When using A* (or any other best path finding algorithm), we say that the heuristic used should be admissible, that is, it should never overestimate the actual solution path's length (or moves).
How does an admissible heuristic ensure an optimal solution? I am preferably looking for an intuitive explanation.
If you want you can explain using the Manhattan distance heuristic of the 8-puzzle.
If the heuristic function is not admissible, than we can have an estimation that is bigger than the actual path cost from some node to a goal node. If this higher path cost estimation is on the least cost path (that we are searching for), the algorithm will not explore it and it may find another (not least cost) path to the goal.
Look at this simple example.
Let $A$ and $G$ be respectively the starting and goal nodes. Let $h(N)$ be an estimate of the path's length from node $N$ to $G$, $\forall N$ in the graph. Moreover, let $c(N, X_{i})$ be the step cost function from node $N$ to its neighbour $X_i$, $\forall N$ and $i=1..m$, where $m$ is the number of neighbours of $N$ (i.e., a function that returns the cost of the edge between node $N$ and one of its neighbours).
Let the heuristics be
$h(B) = 3$
$h(C) = 4$
This heuristics function $H$ is not admissible, because $$h(C) = 4 > c(C, G) = 2$$
If the $A^*$ algorithm starts initially from node $A$, it will select next node $B$ for expansion and, after this, it will reach node $G$ from there. And the path will be $A \rightarrow B \rightarrow G$ with cost $4$, instead of $A \rightarrow C \rightarrow G$ with cost $3$. If the heuristic function was admissible this would not have happened.

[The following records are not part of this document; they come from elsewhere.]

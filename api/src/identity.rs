//! Identity service endpoints and wire types.

use chrono::{DateTime, Utc};
use serde::{Deserialize, Serialize};

/// Login endpoint (`POST`): exchanges credentials for a token grant.
pub const AUTH_TOKEN: &str = "/identity/auth/token";

/// Refresh endpoint (`POST`): exchanges a stale token for a fresh grant.
pub const AUTH_REFRESH: &str = "/identity/auth/refresh";

/// Logout endpoint (`POST`): invalidates the token server-side.
pub const AUTH_LOGOUT: &str = "/identity/auth/logout";

/// Identity fetch endpoint (`GET`): returns the authenticated user record.
pub const MY_INFO: &str = "/identity/users/my-info";

/// Registration endpoint (`POST`): creates a new user account.
pub const REGISTRATION: &str = "/identity/users/registration";

/// Login request body.
#[derive(Clone, Debug, Serialize)]
pub struct LoginRequest {
    /// Account username.
    pub username: String,
    /// Account password.
    pub password: String,
}

impl LoginRequest {
    /// Create a login request.
    #[must_use]
    pub fn new(username: impl Into<String>, password: impl Into<String>) -> Self {
        Self {
            username: username.into(),
            password: password.into(),
        }
    }
}

/// Registration request body.
#[derive(Clone, Debug, Serialize)]
#[serde(rename_all = "camelCase")]
pub struct RegistrationRequest {
    /// Desired username.
    pub username: String,
    /// Account password.
    pub password: String,
    /// Given name.
    #[serde(skip_serializing_if = "Option::is_none")]
    pub first_name: Option<String>,
    /// Family name.
    #[serde(skip_serializing_if = "Option::is_none")]
    pub last_name: Option<String>,
    /// Date of birth (`YYYY-MM-DD`).
    #[serde(skip_serializing_if = "Option::is_none")]
    pub dob: Option<String>,
}

impl RegistrationRequest {
    /// Create a registration request with only the required fields.
    #[must_use]
    pub fn new(username: impl Into<String>, password: impl Into<String>) -> Self {
        Self {
            username: username.into(),
            password: password.into(),
            first_name: None,
            last_name: None,
            dob: None,
        }
    }

    /// Builder: set the given name.
    #[must_use]
    pub fn with_first_name(mut self, first_name: impl Into<String>) -> Self {
        self.first_name = Some(first_name.into());
        self
    }

    /// Builder: set the family name.
    #[must_use]
    pub fn with_last_name(mut self, last_name: impl Into<String>) -> Self {
        self.last_name = Some(last_name.into());
        self
    }

    /// Builder: set the date of birth.
    #[must_use]
    pub fn with_dob(mut self, dob: impl Into<String>) -> Self {
        self.dob = Some(dob.into());
        self
    }
}

/// Token grant returned by the login and refresh endpoints.
#[derive(Clone, Debug, PartialEq, Eq, Serialize, Deserialize)]
#[serde(rename_all = "camelCase")]
pub struct TokenGrant {
    /// Signed access token (JWT).
    pub token: String,

    /// Expiry of the grant. Absent when the deployment relies on the token's
    /// own `exp` claim (or an HttpOnly cookie) instead.
    #[serde(default, skip_serializing_if = "Option::is_none")]
    pub expiry_time: Option<DateTime<Utc>>,
}

/// Refresh request body (bearer-header deployments).
///
/// Cookie-session deployments send an empty body; the HttpOnly cookie carries
/// the credential.
#[derive(Clone, Debug, Serialize)]
pub struct RefreshRequest {
    /// The token to exchange.
    pub token: String,
}

impl RefreshRequest {
    /// Create a refresh request.
    #[must_use]
    pub const fn new(token: String) -> Self {
        Self { token }
    }
}

/// Logout request body.
#[derive(Clone, Debug, Serialize)]
pub struct LogoutRequest {
    /// The token to invalidate.
    pub token: String,
}

impl LogoutRequest {
    /// Create a logout request.
    #[must_use]
    pub const fn new(token: String) -> Self {
        Self { token }
    }
}

/// Authenticated user record, as returned by the identity fetch endpoint.
#[derive(Clone, Debug, PartialEq, Eq, Serialize, Deserialize)]
pub struct UserInfo {
    /// User identifier.
    pub id: String,

    /// Account username.
    pub username: String,

    /// Granted roles, in server order.
    #[serde(default)]
    pub roles: Vec<String>,
}

#[cfg(test)]
mod tests {
    use super::*;

    #[test]
    fn test_token_grant_wire_shape() {
        let grant: TokenGrant = serde_json::from_str(
            r#"{"token": "abc", "expiryTime": "2026-01-01T00:00:00Z"}"#,
        )
        .unwrap();
        assert_eq!(grant.token, "abc");
        assert!(grant.expiry_time.is_some());

        let bare: TokenGrant = serde_json::from_str(r#"{"token": "abc"}"#).unwrap();
        assert!(bare.expiry_time.is_none());
    }

    #[test]
    fn test_registration_builder_serializes_camel_case() {
        let request = RegistrationRequest::new("alice", "s3cret")
            .with_first_name("Alice")
            .with_dob("1990-05-01");
        let body = serde_json::to_value(&request).unwrap();
        assert_eq!(body["firstName"], "Alice");
        assert_eq!(body["dob"], "1990-05-01");
        assert!(body.get("lastName").is_none());
    }

    #[test]
    fn test_user_info_roles_default_empty() {
        let user: UserInfo =
            serde_json::from_str(r#"{"id": "u-1", "username": "alice"}"#).unwrap();
        assert!(user.roles.is_empty());
    }
}
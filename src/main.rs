mod app;
mod domain;
mod input;
mod notifications;
mod storage;
mod ticker;
mod ui;

use anyhow::Result;
use app::AppState;
use clap::{Parser, Subcommand};
use crossterm::{
    event::{self, Event, KeyEventKind},
    execute,
    terminal::{disable_raw_mode, enable_raw_mode, EnterAlternateScreen, LeaveAlternateScreen},
};
use ratatui::{backend::CrosstermBackend, Terminal};
use std::io::{self, Write};
use storage::{
    get_pomo_dir, init_local_pomo, read_backup_file, write_backup_file, Backup, JsonFileStorage,
    MemoryStorage, Storage,
};

#[derive(Parser)]
#[command(name = "pomo")]
#[command(about = "A terminal Pomodoro timer with task tracking and session statistics", long_about = None)]
struct Cli {
    /// Run without touching disk; nothing is loaded or saved
    #[arg(long)]
    ephemeral: bool,

    #[command(subcommand)]
    command: Option<Commands>,
}

#[derive(Subcommand)]
enum Commands {
    /// Initialize a local .pomo directory in the current directory
    Init,
    /// Export statistics and tasks to a backup file
    Export {
        /// Output file path. Defaults to pomo-backup-YYYY-MM-DD.json
        #[arg(short, long)]
        output: Option<String>,
    },
    /// Import statistics and tasks from a backup file, replacing current data
    Import {
        /// Backup file to import
        file: String,
        /// Skip the confirmation prompt
        #[arg(short, long)]
        yes: bool,
    },
}

fn main() -> Result<()> {
    let cli = Cli::parse();

    match cli.command {
        Some(Commands::Init) => {
            let pomo_dir = init_local_pomo()?;
            println!("Initialized pomo directory: {}", pomo_dir.display());
            println!();
            println!("Pomo will now use this local directory for storage.");
            println!("Run 'pomo' to start a session.");
            Ok(())
        }
        Some(Commands::Export { output }) => {
            let storage = JsonFileStorage::open_default()?;
            let backup = Backup::export(&storage)?;

            let path = output.unwrap_or_else(Backup::default_file_name);
            write_backup_file(&path, &backup)?;
            println!("Exported backup: {path}");
            Ok(())
        }
        Some(Commands::Import { file, yes }) => {
            let backup = read_backup_file(&file)?;

            if !yes && !confirm_import(&backup)? {
                println!("Import cancelled.");
                return Ok(());
            }

            let mut storage = JsonFileStorage::open_default()?;
            backup.import(&mut storage)?;
            println!("Imported backup from {file}");
            Ok(())
        }
        None => run_tui(cli.ephemeral),
    }
}

/// Ask on stdin before overwriting local data with a backup
fn confirm_import(backup: &Backup) -> Result<bool> {
    println!("Backup taken {}.", backup.export_date);
    if backup.stats.is_some() {
        println!("  - replaces statistics");
    }
    if backup.todos.is_some() {
        println!("  - replaces tasks");
    }
    print!("Overwrite current data? [y/N] ");
    io::stdout().flush()?;

    let mut answer = String::new();
    io::stdin().read_line(&mut answer)?;
    Ok(matches!(answer.trim(), "y" | "Y" | "yes"))
}

fn run_tui(ephemeral: bool) -> Result<()> {
    let storage: Box<dyn Storage> = if ephemeral {
        Box::new(MemoryStorage::new())
    } else {
        let pomo_dir = get_pomo_dir()?;
        eprintln!("Using pomo directory: {}", pomo_dir.display());
        Box::new(JsonFileStorage::open_default()?)
    };

    let mut app = AppState::new(storage);

    // Setup terminal
    enable_raw_mode()?;
    let mut stdout = io::stdout();
    execute!(stdout, EnterAlternateScreen)?;
    let backend = CrosstermBackend::new(stdout);
    let mut terminal = Terminal::new(backend)?;

    // Run app
    let result = run_app(&mut terminal, &mut app);

    // Restore terminal
    disable_raw_mode()?;
    execute!(terminal.backend_mut(), LeaveAlternateScreen)?;
    terminal.show_cursor()?;

    // Print any errors
    if let Err(err) = result {
        eprintln!("Error: {}", err);
    }

    Ok(())
}

fn run_app(terminal: &mut Terminal<CrosstermBackend<io::Stdout>>, app: &mut AppState) -> Result<()> {
    let tick_rate = ticker::tick_duration();

    loop {
        // Render
        terminal.draw(|f| ui::render(f, app))?;

        // Handle events with timeout for ticking
        if event::poll(tick_rate)? {
            if let Event::Key(key) = event::read()? {
                // Only process key press events (ignore key release)
                if key.kind == KeyEventKind::Press {
                    let should_quit = input::handle_key(app, key)?;
                    if should_quit {
                        return Ok(());
                    }
                }
            }
        }

        // Apply any countdown seconds that elapsed since the last pass
        app.advance_countdown();
    }
}
/// Cross-platform notification support
/// Currently only implements macOS notifications

#[cfg(target_os = "macos")]
use std::process::Command;

/// Send a notification when the focus session countdown reaches zero
pub fn notify_session_complete() {
    #[cfg(target_os = "macos")]
    {
        let script =
            r#"display notification "Session complete. Take a break!" with title "Pomo""#;

        let _ = Command::new("osascript")
            .arg("-e")
            .arg(script)
            .output();
    }
}
use crate::domain::{
    parse_mm_ss, SessionTimer, Statistics, StatsRecord, TaskList, DEFAULT_SESSION_SECS,
};
use crate::notifications;
use crate::storage::Storage;
use crate::ticker::COUNTDOWN_INTERVAL_SECS;
use std::time::{Duration, Instant};

/// UI mode for the application
#[derive(Debug, Clone, Copy, PartialEq, Eq)]
pub enum UiMode {
    Normal,
    /// Typing a new task into the input line
    AddingTask,
    /// Typing an absolute "MM:SS" target for the timer
    EditingTime,
    /// Destructive reset of all statistics, awaiting confirmation
    ConfirmResetStats,
}

/// Main application state: the session timer, the task list, the statistics
/// component, and the injected storage backend they persist through.
///
/// Every mutation of persisted state is followed by a save. A failed save
/// becomes a transient status message; the in-memory state stays
/// authoritative and the next successful save resynchronizes.
pub struct AppState {
    pub timer: SessionTimer,
    pub tasks: TaskList,
    pub stats: Statistics,
    storage: Box<dyn Storage>,
    pub ui_mode: UiMode,
    pub selected_index: usize,
    pub input_buffer: String,
    pub status_message: Option<String>,
    last_countdown: Instant,
}

impl AppState {
    pub fn new(storage: Box<dyn Storage>) -> Self {
        let mut status_message = None;

        let record = match storage.load_stats() {
            Ok(record) => record,
            Err(e) => {
                status_message = Some(format!("Could not load stats: {e}"));
                StatsRecord::default()
            }
        };
        let tasks = match storage.load_tasks() {
            Ok(tasks) => tasks,
            Err(e) => {
                status_message = Some(format!("Could not load tasks: {e}"));
                Vec::new()
            }
        };

        Self {
            timer: SessionTimer::new(DEFAULT_SESSION_SECS),
            tasks: TaskList::new(tasks),
            stats: Statistics::new(record),
            storage,
            ui_mode: UiMode::Normal,
            selected_index: 0,
            input_buffer: String::new(),
            status_message,
            last_countdown: Instant::now(),
        }
    }

    // ---- timer controls ----

    pub fn start_timer(&mut self) {
        if !self.timer.can_start() {
            self.status_message = Some("Nothing to count down; add time first".to_string());
            return;
        }
        self.timer.start(&mut self.stats);
        // A new start establishes a fresh countdown cadence
        self.last_countdown = Instant::now();
    }

    pub fn pause_timer(&mut self) {
        self.timer.pause();
    }

    pub fn stop_timer(&mut self) {
        self.timer.stop();
    }

    pub fn adjust_time(&mut self, delta_secs: i64) {
        self.timer.adjust_time(delta_secs);
    }

    pub fn dismiss_completion(&mut self) {
        self.timer.dismiss_completion();
    }

    /// Completion modal: stop the session entirely
    pub fn completion_stop(&mut self) {
        self.timer.dismiss_completion();
        self.timer.stop();
    }

    /// Completion modal: add minutes and keep going
    pub fn completion_extend(&mut self, minutes: u32) {
        self.timer.dismiss_completion();
        self.timer.adjust_time(i64::from(minutes) * 60);
        self.start_timer();
    }

    /// Apply the one-second countdown ticks owed since the last call.
    ///
    /// The event loop polls faster than once per second; this converts
    /// wall-clock time into discrete ticks so each tick fully resolves
    /// before the next. While the timer is not running the cadence anchor
    /// just follows the clock, so a later resume does not owe back-ticks.
    pub fn advance_countdown(&mut self) {
        if !self.timer.is_running() {
            self.last_countdown = Instant::now();
            return;
        }
        let interval = Duration::from_secs(COUNTDOWN_INTERVAL_SECS);
        while self.last_countdown.elapsed() >= interval {
            self.last_countdown += interval;
            self.countdown_tick();
            if !self.timer.is_running() {
                break;
            }
        }
    }

    /// One countdown tick, plus its side effects (alarm, stats persistence)
    pub fn countdown_tick(&mut self) {
        if self.timer.tick(&mut self.stats) {
            notifications::notify_session_complete();
        }
        self.persist_stats();
    }

    /// Submit the "set to MM:SS" input. Malformed text or seconds >= 60 is
    /// rejected without touching timer state.
    pub fn submit_time_entry(&mut self) {
        match parse_mm_ss(&self.input_buffer) {
            Ok(target_secs) => {
                self.timer.set_remaining(target_secs);
                self.input_buffer.clear();
                self.ui_mode = UiMode::Normal;
            }
            Err(e) => {
                self.status_message = Some(e.to_string());
            }
        }
    }

    // ---- task list ----

    pub fn submit_new_task(&mut self) {
        if self.tasks.add(&self.input_buffer).is_some() {
            self.persist_tasks();
        }
        self.input_buffer.clear();
        self.ui_mode = UiMode::Normal;
    }

    pub fn toggle_selected_task(&mut self) {
        let Some(id) = self.selected_task_id() else {
            return;
        };
        if self.tasks.toggle(&id, &mut self.stats) {
            self.persist_stats();
            self.persist_tasks();
        }
    }

    pub fn delete_selected_task(&mut self) {
        let Some(id) = self.selected_task_id() else {
            return;
        };
        if self.tasks.delete(&id) {
            self.clamp_selection();
            self.persist_tasks();
        }
    }

    pub fn move_selection_up(&mut self) {
        self.selected_index = self.selected_index.saturating_sub(1);
    }

    pub fn move_selection_down(&mut self) {
        if self.selected_index + 1 < self.tasks.len() {
            self.selected_index += 1;
        }
    }

    pub fn move_task_up(&mut self) {
        if self.selected_index > 0
            && self
                .tasks
                .reorder(self.selected_index, self.selected_index - 1)
        {
            self.selected_index -= 1;
            self.persist_tasks();
        }
    }

    pub fn move_task_down(&mut self) {
        if self.selected_index + 1 < self.tasks.len()
            && self
                .tasks
                .reorder(self.selected_index, self.selected_index + 1)
        {
            self.selected_index += 1;
            self.persist_tasks();
        }
    }

    fn selected_task_id(&self) -> Option<String> {
        self.tasks
            .tasks()
            .get(self.selected_index)
            .map(|t| t.id.clone())
    }

    fn clamp_selection(&mut self) {
        if self.selected_index >= self.tasks.len() {
            self.selected_index = self.tasks.len().saturating_sub(1);
        }
    }

    // ---- statistics ----

    pub fn request_reset_stats(&mut self) {
        self.ui_mode = UiMode::ConfirmResetStats;
    }

    pub fn confirm_reset_stats(&mut self) {
        self.stats.reset_all();
        self.persist_stats();
        self.ui_mode = UiMode::Normal;
    }

    // ---- input form plumbing ----

    pub fn begin_add_task(&mut self) {
        self.input_buffer.clear();
        self.ui_mode = UiMode::AddingTask;
    }

    pub fn begin_time_entry(&mut self) {
        self.input_buffer = crate::domain::format_mm_ss(self.timer.remaining_secs());
        self.ui_mode = UiMode::EditingTime;
    }

    pub fn cancel_input(&mut self) {
        self.input_buffer.clear();
        self.ui_mode = UiMode::Normal;
    }

    // ---- persistence ----

    fn persist_stats(&mut self) {
        if !self.stats.take_dirty() {
            return;
        }
        if let Err(e) = self.storage.save_stats(self.stats.record()) {
            self.status_message = Some(format!("Save failed: {e}"));
        }
    }

    fn persist_tasks(&mut self) {
        if let Err(e) = self.storage.save_tasks(self.tasks.tasks()) {
            self.status_message = Some(format!("Save failed: {e}"));
        }
    }
}

#[cfg(test)]
mod tests {
    use super::*;
    use crate::domain::{Task, TimerPhase};
    use crate::storage::MemoryStorage;
    use anyhow::Result;
    use pretty_assertions::assert_eq;

    fn app_with_memory() -> AppState {
        AppState::new(Box::new(MemoryStorage::new()))
    }

    /// Storage double whose writes always fail
    struct FailingStorage;

    impl Storage for FailingStorage {
        fn load_stats(&self) -> Result<StatsRecord> {
            Ok(StatsRecord::default())
        }
        fn save_stats(&mut self, _record: &StatsRecord) -> Result<()> {
            anyhow::bail!("disk full")
        }
        fn load_tasks(&self) -> Result<Vec<Task>> {
            Ok(Vec::new())
        }
        fn save_tasks(&mut self, _tasks: &[Task]) -> Result<()> {
            anyhow::bail!("disk full")
        }
    }

    fn add_task(app: &mut AppState, text: &str) {
        app.begin_add_task();
        app.input_buffer = text.to_string();
        app.submit_new_task();
    }

    #[test]
    fn test_loads_persisted_state() {
        let mut storage = MemoryStorage::new();
        storage
            .save_stats(&StatsRecord {
                total_time_worked: 1500,
                completed_sessions: 1,
                completed_tasks: 2,
            })
            .unwrap();
        storage
            .save_tasks(&[Task {
                id: "t1".to_string(),
                text: "carried over".to_string(),
                completed: false,
            }])
            .unwrap();

        let app = AppState::new(Box::new(storage));
        assert_eq!(app.stats.record().completed_sessions, 1);
        assert_eq!(app.tasks.tasks()[0].text, "carried over");
        assert_eq!(app.timer.remaining_secs(), DEFAULT_SESSION_SECS);
    }

    #[test]
    fn test_session_completion_persists_stats() {
        let mut app = app_with_memory();
        app.adjust_time(-(i64::from(DEFAULT_SESSION_SECS)) + 3);
        assert_eq!(app.timer.remaining_secs(), 3);

        app.start_timer();
        for _ in 0..3 {
            app.countdown_tick();
        }

        assert_eq!(app.timer.phase(), TimerPhase::Completed);
        assert_eq!(app.stats.record().completed_sessions, 1);
        assert_eq!(app.stats.record().total_time_worked, 3);
    }

    #[test]
    fn test_completion_modal_flows() {
        let mut app = app_with_memory();
        app.adjust_time(-(i64::from(DEFAULT_SESSION_SECS)) + 1);
        app.start_timer();
        app.countdown_tick();
        assert!(app.timer.completion_pending());

        app.completion_extend(5);
        assert!(app.timer.is_running());
        assert_eq!(app.timer.remaining_secs(), 300);
        assert!(!app.timer.completion_pending());

        app.pause_timer();
        app.completion_stop();
        // Stop restores the user-configured duration (1s from the setup)
        assert_eq!(app.timer.remaining_secs(), 1);
        assert_eq!(app.timer.phase(), TimerPhase::Idle);
    }

    #[test]
    fn test_task_toggle_updates_session_log_and_counts() {
        let mut app = app_with_memory();
        add_task(&mut app, "ship the release");
        app.start_timer();

        app.toggle_selected_task();
        assert_eq!(app.stats.record().completed_tasks, 1);
        assert_eq!(app.stats.session_tasks(), ["ship the release"]);

        app.toggle_selected_task();
        assert_eq!(app.stats.record().completed_tasks, 0);
        assert!(app.stats.session_tasks().is_empty());
    }

    #[test]
    fn test_fresh_start_clears_session_log() {
        let mut app = app_with_memory();
        add_task(&mut app, "first session task");
        app.start_timer();
        app.toggle_selected_task();
        app.countdown_tick();
        app.stop_timer();
        assert_eq!(app.stats.session_tasks().len(), 1);

        // Stop restored remaining == baseline, so this start is fresh
        app.start_timer();
        assert!(app.stats.session_tasks().is_empty());
        // The persisted counter is untouched by the log reset
        assert_eq!(app.stats.record().completed_tasks, 1);
    }

    #[test]
    fn test_time_entry_rejects_bad_input() {
        let mut app = app_with_memory();
        app.begin_time_entry();
        assert_eq!(app.input_buffer, "25:00");

        app.input_buffer = "10:75".to_string();
        app.submit_time_entry();
        assert_eq!(app.timer.remaining_secs(), DEFAULT_SESSION_SECS);
        assert_eq!(app.ui_mode, UiMode::EditingTime);
        assert!(app.status_message.is_some());

        // A minutes value beyond the counter is rejected the same way
        app.input_buffer = "100000000:00".to_string();
        app.submit_time_entry();
        assert_eq!(app.timer.remaining_secs(), DEFAULT_SESSION_SECS);
        assert_eq!(app.ui_mode, UiMode::EditingTime);

        app.input_buffer = "10:30".to_string();
        app.submit_time_entry();
        assert_eq!(app.timer.remaining_secs(), 630);
        assert_eq!(app.timer.total_secs(), 630);
        assert_eq!(app.ui_mode, UiMode::Normal);
    }

    #[test]
    fn test_blank_task_is_rejected() {
        let mut app = app_with_memory();
        add_task(&mut app, "   ");
        assert!(app.tasks.is_empty());
        assert_eq!(app.ui_mode, UiMode::Normal);
    }

    #[test]
    fn test_delete_clamps_selection() {
        let mut app = app_with_memory();
        add_task(&mut app, "a");
        add_task(&mut app, "b");
        app.move_selection_down();
        assert_eq!(app.selected_index, 1);

        app.delete_selected_task();
        assert_eq!(app.tasks.len(), 1);
        assert_eq!(app.selected_index, 0);
    }

    #[test]
    fn test_reorder_follows_selection() {
        let mut app = app_with_memory();
        add_task(&mut app, "a");
        add_task(&mut app, "b");
        add_task(&mut app, "c");

        app.move_task_down();
        let texts: Vec<_> = app.tasks.tasks().iter().map(|t| t.text.as_str()).collect();
        assert_eq!(texts, ["b", "a", "c"]);
        assert_eq!(app.selected_index, 1);

        app.move_task_up();
        let texts: Vec<_> = app.tasks.tasks().iter().map(|t| t.text.as_str()).collect();
        assert_eq!(texts, ["a", "b", "c"]);
        assert_eq!(app.selected_index, 0);
    }

    #[test]
    fn test_reset_stats_requires_confirmation() {
        let mut app = app_with_memory();
        add_task(&mut app, "done thing");
        app.toggle_selected_task();
        assert_eq!(app.stats.record().completed_tasks, 1);

        app.request_reset_stats();
        assert_eq!(app.ui_mode, UiMode::ConfirmResetStats);

        app.confirm_reset_stats();
        assert_eq!(*app.stats.record(), StatsRecord::default());
        assert_eq!(app.ui_mode, UiMode::Normal);
    }

    #[test]
    fn test_storage_failure_is_nonfatal() {
        let mut app = AppState::new(Box::new(FailingStorage));
        add_task(&mut app, "kept in memory");

        // The save failed but the task is still there
        assert!(app.status_message.is_some());
        assert_eq!(app.tasks.tasks()[0].text, "kept in memory");

        app.status_message = None;
        app.toggle_selected_task();
        assert!(app.status_message.is_some());
        assert_eq!(app.stats.record().completed_tasks, 1);
    }
}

While Anton's answer is absolutely perfect let me try to provide an alternative answer: being admissible means that the heuristic does not overestimate the effort to reach the goal, i.e., $h(n) \leq h^*(n)$ for all $n$ in the state space (in the 8-puzzle, this means just for any permutation of the tiles and the goal you are currently considering) where $h^*(n)$ is the optimal cost to reach the target.
I think the most logical answer to see why $A^*$ provides optimal solutions if $h(n)$ is admissible is becauase it sorts all nodes in OPEN in ascending order of $f(n)=g(n)+h(n)$ and, also, because it does not stop when generating the goal but when expanding it:
And this is, essentially, all you will find in the original proof by Nilsson et al.
Hope this helps,
I'd like to expand upon Anton's comment in his answer, and provide an explicit answer to the situation posed by Ashwin in the comments. I think it'll be helpful to answering the primary question.
Let's consider the situation
Where A is the starting node and G is the goal node. The numbers on the nodes are the heuristic costs, while the numbers on the edges are the costs to travel between those two nodes.
We can see that the heuristic function is admissible (i.e it doesn't overestimate the cost of reaching the goal) and consistent (ie. it decreases as we get closer to the goal node).
Here's how the A* algorithm would find the optimal solution for this graph:
Iteration 1: It checks the f(x) for all of A's neighbours
- f(B) = x + x = 2x
- f(C) = 1.1x + 0.5x = 1.6x
Since f(C) is smaller, it picks C as the next node.
Iteration 2: Check f(x) for C's neighbours and the existing paths
- f(B) = x + x = 2x (A->B)
- f(G) = 2.1x + 0 = 2.1x (C->G)
Clearly, the path from A->B is cheaper and thus A* will shift its focus to that path.
Iteration 3: Check f(x) for B's neighbours and the existing paths
- f(G) = 2x + 0 = 2x (B->G)
- f(G) = 2.1x + 0 = 2.1x (C->G)
Since B->G is cheaper here and we've reached the goal node (plus traversed all paths), the algorithm ends with the (optimal) solution A -> B -> C.